Coronavirus testing accuracy called into question
Amid a scramble to ramp up testing, reports this week suggested that as many as one in three individuals who test negative for the novel coronavirus may actually have it. This high rate of false negatives calls into question the accuracy of case counts and raises concerns about asymptomatic people unwittingly spreading the virus. False-negative results could leave individuals with unwarranted confidence they can return to business as usual—an especially risky proposition for frontline healthcare workers. While health experts caution that this assertion is based on limited data and their own experience, it nonetheless casts doubt on the reliability of a rash of new tests being developed by multiple companies operating with minimal regulatory oversight, and little time for quality control. The Food and Drug Administration (FDA) said in a statement it is balancing the need for more testing with the imperative to ensure tests are accurate.

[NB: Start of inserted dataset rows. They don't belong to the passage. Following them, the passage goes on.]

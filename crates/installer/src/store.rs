//! File-backed configuration store.
//!
//! The store is the only durable state of an installation: inputs, derived
//! values, secrets needed to resume, and the checkpoints that guard every
//! pipeline step. It is a YAML document (default `~/.kubefirst`) whose nested
//! mappings are addressed with case-insensitive dotted keys.
//!
//! Lookups consult, in order:
//! 1. values `set` during this process
//! 2. CLI flags
//! 3. `KUBEFIRST_*` environment variables (`cluster-name` → `KUBEFIRST_CLUSTER_NAME`)
//! 4. the file
//! 5. registered defaults
//!
//! Only [`ConfigStore::flush`] makes writes durable; it rewrites the whole file
//! through a temp file and an atomic rename.

use std::collections::HashMap;
use std::io::Write;
use std::path::{Path, PathBuf};

use serde_yaml::{Mapping, Value};
use thiserror::Error;
use tracing::debug;

/// Prefix for environment overrides.
pub const ENV_PREFIX: &str = "KUBEFIRST";

/// Errors raised by the store and by state validation.
#[derive(Error, Debug)]
pub enum ConfigError {
    /// The file exists but cannot be read or parsed.
    #[error("cannot read configuration {path}: {reason}")]
    Read { path: PathBuf, reason: String },

    /// The file cannot be rewritten.
    #[error("cannot write configuration {path}: {reason}")]
    Write { path: PathBuf, reason: String },

    /// A required key has no value in any layer.
    #[error("missing required configuration '{0}'")]
    Missing(String),

    /// A value is present but invalid.
    #[error("invalid value for '{key}': {reason}")]
    Invalid { key: String, reason: String },
}

/// Layered, file-backed key/value store.
#[derive(Debug)]
pub struct ConfigStore {
    path: PathBuf,
    file: Value,
    set_layer: HashMap<String, Value>,
    flags: HashMap<String, Value>,
    defaults: HashMap<String, Value>,
    dirty: bool,
}

/// Lowercased, dot-separated form of a key.
fn normalize(key: &str) -> String {
    key.trim().to_ascii_lowercase()
}

/// Environment variable overriding `key`.
#[must_use]
pub fn env_var_for(key: &str) -> String {
    let suffix: String = normalize(key)
        .chars()
        .map(|c| if c.is_ascii_alphanumeric() { c.to_ascii_uppercase() } else { '_' })
        .collect();
    format!("{ENV_PREFIX}_{suffix}")
}

/// Interpret a scalar as a boolean.
fn as_bool(value: &Value) -> Option<bool> {
    match value {
        Value::Bool(b) => Some(*b),
        Value::String(s) => match s.trim().to_ascii_lowercase().as_str() {
            "true" | "1" | "yes" | "on" => Some(true),
            "false" | "0" | "no" | "off" | "" => Some(false),
            _ => None,
        },
        Value::Number(n) => n.as_i64().map(|n| n != 0),
        _ => None,
    }
}

/// Render a scalar as a string.
fn as_string(value: &Value) -> Option<String> {
    match value {
        Value::String(s) => Some(s.clone()),
        Value::Bool(b) => Some(b.to_string()),
        Value::Number(n) => Some(n.to_string()),
        _ => None,
    }
}

impl ConfigStore {
    /// Open the store at `path`, creating an empty one if the file is absent.
    ///
    /// # Errors
    /// Returns [`ConfigError::Read`] if the file exists but is not valid YAML.
    pub fn open(path: impl Into<PathBuf>) -> Result<Self, ConfigError> {
        let path = path.into();
        let file = match std::fs::read_to_string(&path) {
            Ok(text) if text.trim().is_empty() => Value::Mapping(Mapping::new()),
            Ok(text) => serde_yaml::from_str(&text).map_err(|e| ConfigError::Read {
                path: path.clone(),
                reason: e.to_string(),
            })?,
            Err(e) if e.kind() == std::io::ErrorKind::NotFound => Value::Mapping(Mapping::new()),
            Err(e) => {
                return Err(ConfigError::Read {
                    path,
                    reason: e.to_string(),
                })
            }
        };
        debug!(path = %path.display(), "Opened configuration store");

        Ok(Self {
            path,
            file: if file.is_mapping() {
                file
            } else {
                Value::Mapping(Mapping::new())
            },
            set_layer: HashMap::new(),
            flags: HashMap::new(),
            defaults: HashMap::new(),
            dirty: false,
        })
    }

    /// Backing file path.
    #[must_use]
    pub fn path(&self) -> &Path {
        &self.path
    }

    /// Register a CLI flag value.
    pub fn set_flag(&mut self, key: &str, value: impl Into<Value>) {
        self.flags.insert(normalize(key), value.into());
    }

    /// Register a fallback value.
    pub fn set_default(&mut self, key: &str, value: impl Into<Value>) {
        self.defaults.insert(normalize(key), value.into());
    }

    /// Resolve `key` through all layers.
    #[must_use]
    pub fn get(&self, key: &str) -> Option<Value> {
        let key = normalize(key);
        if let Some(v) = self.set_layer.get(&key) {
            return Some(v.clone());
        }
        if let Some(v) = self.flags.get(&key) {
            return Some(v.clone());
        }
        if let Ok(v) = std::env::var(env_var_for(&key)) {
            return Some(Value::String(v));
        }
        if let Some(v) = Self::lookup(&self.file, &key) {
            return Some(v.clone());
        }
        self.defaults.get(&key).cloned()
    }

    /// Resolve `key` as a string; empty strings count as absent.
    #[must_use]
    pub fn get_string(&self, key: &str) -> Option<String> {
        self.get(key)
            .as_ref()
            .and_then(as_string)
            .filter(|s| !s.is_empty())
    }

    /// Resolve a required string.
    ///
    /// # Errors
    /// Returns [`ConfigError::Missing`] when no layer has a value.
    pub fn require_string(&self, key: &str) -> Result<String, ConfigError> {
        self.get_string(key)
            .ok_or_else(|| ConfigError::Missing(normalize(key)))
    }

    /// Resolve `key` as a boolean; absent or unparseable values are `false`.
    #[must_use]
    pub fn bool(&self, key: &str) -> bool {
        self.get(key).as_ref().and_then(as_bool).unwrap_or(false)
    }

    /// Resolve `key` as an integer.
    #[must_use]
    pub fn get_i64(&self, key: &str) -> Option<i64> {
        match self.get(key)? {
            Value::Number(n) => n.as_i64(),
            Value::String(s) => s.trim().parse().ok(),
            _ => None,
        }
    }

    /// Resolve `key` as a list of strings; a scalar is split on commas.
    #[must_use]
    pub fn get_strings(&self, key: &str) -> Vec<String> {
        match self.get(key) {
            Some(Value::Sequence(items)) => items.iter().filter_map(as_string).collect(),
            Some(other) => as_string(&other)
                .map(|s| {
                    s.split(',')
                        .map(str::trim)
                        .filter(|s| !s.is_empty())
                        .map(ToString::to_string)
                        .collect()
                })
                .unwrap_or_default(),
            None => Vec::new(),
        }
    }

    /// Set a value for this process and stage it for the next flush.
    pub fn set(&mut self, key: &str, value: impl Into<Value>) {
        let key = normalize(key);
        let value = value.into();
        Self::insert(&mut self.file, &key, value.clone());
        self.set_layer.insert(key, value);
        self.dirty = true;
    }

    /// Whether the checkpoint `name` has been reached.
    #[must_use]
    pub fn checkpoint(&self, name: &str) -> bool {
        self.bool(name)
    }

    /// Mark checkpoint `name` as reached. Checkpoints only move forward.
    pub fn mark(&mut self, name: &str) {
        if !self.checkpoint(name) {
            self.set(name, true);
        }
    }

    /// Whether there are staged writes.
    #[must_use]
    pub fn is_dirty(&self) -> bool {
        self.dirty
    }

    /// Atomically rewrite the backing file.
    ///
    /// # Errors
    /// Returns [`ConfigError::Write`] if the file cannot be replaced.
    pub fn flush(&mut self) -> Result<(), ConfigError> {
        let write_err = |reason: String| ConfigError::Write {
            path: self.path.clone(),
            reason,
        };

        let dir = self
            .path
            .parent()
            .filter(|p| !p.as_os_str().is_empty())
            .map_or_else(|| PathBuf::from("."), Path::to_path_buf);
        std::fs::create_dir_all(&dir).map_err(|e| write_err(e.to_string()))?;

        let text = serde_yaml::to_string(&self.file).map_err(|e| write_err(e.to_string()))?;
        let mut tmp = tempfile::NamedTempFile::new_in(&dir).map_err(|e| write_err(e.to_string()))?;
        tmp.write_all(text.as_bytes())
            .and_then(|()| tmp.as_file().sync_all())
            .map_err(|e| write_err(e.to_string()))?;
        tmp.persist(&self.path)
            .map_err(|e| write_err(e.error.to_string()))?;

        self.dirty = false;
        debug!(path = %self.path.display(), "Flushed configuration store");
        Ok(())
    }

    fn lookup<'a>(root: &'a Value, key: &str) -> Option<&'a Value> {
        let mut node = root;
        for part in key.split('.') {
            let mapping = node.as_mapping()?;
            node = mapping.iter().find_map(|(k, v)| {
                k.as_str()
                    .filter(|k| k.eq_ignore_ascii_case(part))
                    .map(|_| v)
            })?;
        }
        Some(node)
    }

    fn insert(root: &mut Value, key: &str, value: Value) {
        let parts: Vec<&str> = key.split('.').collect();
        let mut node = root;
        for (i, part) in parts.iter().enumerate() {
            if !node.is_mapping() {
                *node = Value::Mapping(Mapping::new());
            }
            let Some(mapping) = node.as_mapping_mut() else {
                return;
            };
            let existing = mapping
                .keys()
                .find(|k| k.as_str().is_some_and(|k| k.eq_ignore_ascii_case(part)))
                .cloned()
                .unwrap_or_else(|| Value::String((*part).to_string()));

            if i + 1 == parts.len() {
                mapping.insert(existing, value);
                return;
            }
            node = mapping
                .entry(existing)
                .or_insert_with(|| Value::Mapping(Mapping::new()));
        }
    }
}

#[cfg(test)]
mod tests {
    use super::*;
    use serial_test::serial;

    fn store() -> (tempfile::TempDir, ConfigStore) {
        let dir = tempfile::tempdir().unwrap();
        let store = ConfigStore::open(dir.path().join(".kubefirst")).unwrap();
        (dir, store)
    }

    #[test]
    fn test_roundtrip_all_value_kinds() {
        let (dir, mut s) = store();
        s.set("cluster-name", "mgmt");
        s.set("flags.dry-run", true);
        s.set("vault.secret-shares", 5);
        s.set(
            "argocd.apps",
            Value::Sequence(vec!["registry".into(), "argocd".into()]),
        );
        s.flush().unwrap();

        let reloaded = ConfigStore::open(dir.path().join(".kubefirst")).unwrap();
        assert_eq!(reloaded.get_string("cluster-name").as_deref(), Some("mgmt"));
        assert!(reloaded.bool("flags.dry-run"));
        assert_eq!(reloaded.get_i64("vault.secret-shares"), Some(5));
        assert_eq!(reloaded.get_strings("argocd.apps"), vec!["registry", "argocd"]);
    }

    #[test]
    fn test_keys_are_case_insensitive_and_nested() {
        let (dir, mut s) = store();
        s.set("Terraform.Base.Apply.Complete", true);
        s.flush().unwrap();

        let text = std::fs::read_to_string(dir.path().join(".kubefirst")).unwrap();
        let doc: Value = serde_yaml::from_str(&text).unwrap();
        assert_eq!(doc["terraform"]["base"]["apply"]["complete"], Value::Bool(true));

        let reloaded = ConfigStore::open(dir.path().join(".kubefirst")).unwrap();
        assert!(reloaded.checkpoint("terraform.base.apply.complete"));
        assert!(reloaded.checkpoint("TERRAFORM.BASE.APPLY.COMPLETE"));
    }

    #[test]
    #[serial]
    fn test_precedence_set_flag_env_file_default() {
        let (dir, mut s) = store();
        let key = "k1-precedence-probe";
        let env = env_var_for(key);
        assert_eq!(env, "KUBEFIRST_K1_PRECEDENCE_PROBE");

        s.set_default(key, "default");
        assert_eq!(s.get_string(key).as_deref(), Some("default"));

        std::fs::write(dir.path().join(".kubefirst"), format!("{key}: file\n")).unwrap();
        let mut s = ConfigStore::open(dir.path().join(".kubefirst")).unwrap();
        s.set_default(key, "default");
        assert_eq!(s.get_string(key).as_deref(), Some("file"));

        std::env::set_var(&env, "env");
        assert_eq!(s.get_string(key).as_deref(), Some("env"));

        s.set_flag(key, "flag");
        assert_eq!(s.get_string(key).as_deref(), Some("flag"));

        s.set(key, "explicit");
        assert_eq!(s.get_string(key).as_deref(), Some("explicit"));
        std::env::remove_var(&env);
    }

    #[test]
    fn test_mark_is_monotonic() {
        let (_dir, mut s) = store();
        assert!(!s.checkpoint("tools.downloaded"));
        s.mark("tools.downloaded");
        assert!(s.checkpoint("tools.downloaded"));
        s.mark("tools.downloaded");
        assert!(s.checkpoint("tools.downloaded"));
    }

    #[test]
    fn test_flush_leaves_no_temp_files() {
        let (dir, mut s) = store();
        s.set("domain", "example.com");
        s.flush().unwrap();
        s.set("domain", "example.org");
        s.flush().unwrap();
        let entries: Vec<_> = std::fs::read_dir(dir.path()).unwrap().collect();
        assert_eq!(entries.len(), 1);
        assert!(!s.is_dirty());
    }

    #[test]
    fn test_unwritable_path_reports_write_error() {
        let dir = tempfile::tempdir().unwrap();
        let blocker = dir.path().join("file");
        std::fs::write(&blocker, "x").unwrap();
        let mut s = ConfigStore::open(blocker.join("nested").join(".kubefirst")).unwrap();
        s.set("a", "b");
        assert!(matches!(s.flush(), Err(ConfigError::Write { .. })));
    }

    #[test]
    fn test_corrupt_file_is_read_error() {
        let dir = tempfile::tempdir().unwrap();
        let path = dir.path().join(".kubefirst");
        std::fs::write(&path, "a: [unterminated").unwrap();
        assert!(matches!(ConfigStore::open(&path), Err(ConfigError::Read { .. })));
    }

    #[test]
    fn test_strings_from_comma_separated_scalar() {
        let (_dir, mut s) = store();
        s.set_flag("atlantis.allow-list", "github.com/acme/gitops, github.com/acme/metaphor");
        assert_eq!(
            s.get_strings("atlantis.allow-list"),
            vec!["github.com/acme/gitops", "github.com/acme/metaphor"]
        );
    }
}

Current COVID-19 testing relies on the polymerase chain reaction (PCR) method, which amplifies a small portion of viral RNA to detect the virus. Reasons for the false-negative results could include testing a patient too early, before they have any symptoms, as well as the administration of the test itself—clinicians may not be swabbing high enough in a person’s nose to collect a good sample. And given the large volume of tests, some may have been handled poorly. (Any of these explanations would be better than a fundamental flaw in the test itself.) Regardless, until testing accuracy is improved, or a serological test is developed (confirming antibodies in the blood that signal exposure to the virus), providers must treat anyone with symptoms as coronavirus-positive and follow proper isolation and protective gear protocols as well as self-distancing guidelines. And until accurate tests are widely available, the country will not be able to loosen today’s strict social distancing requirements and begin the process of reopening schools and businesses.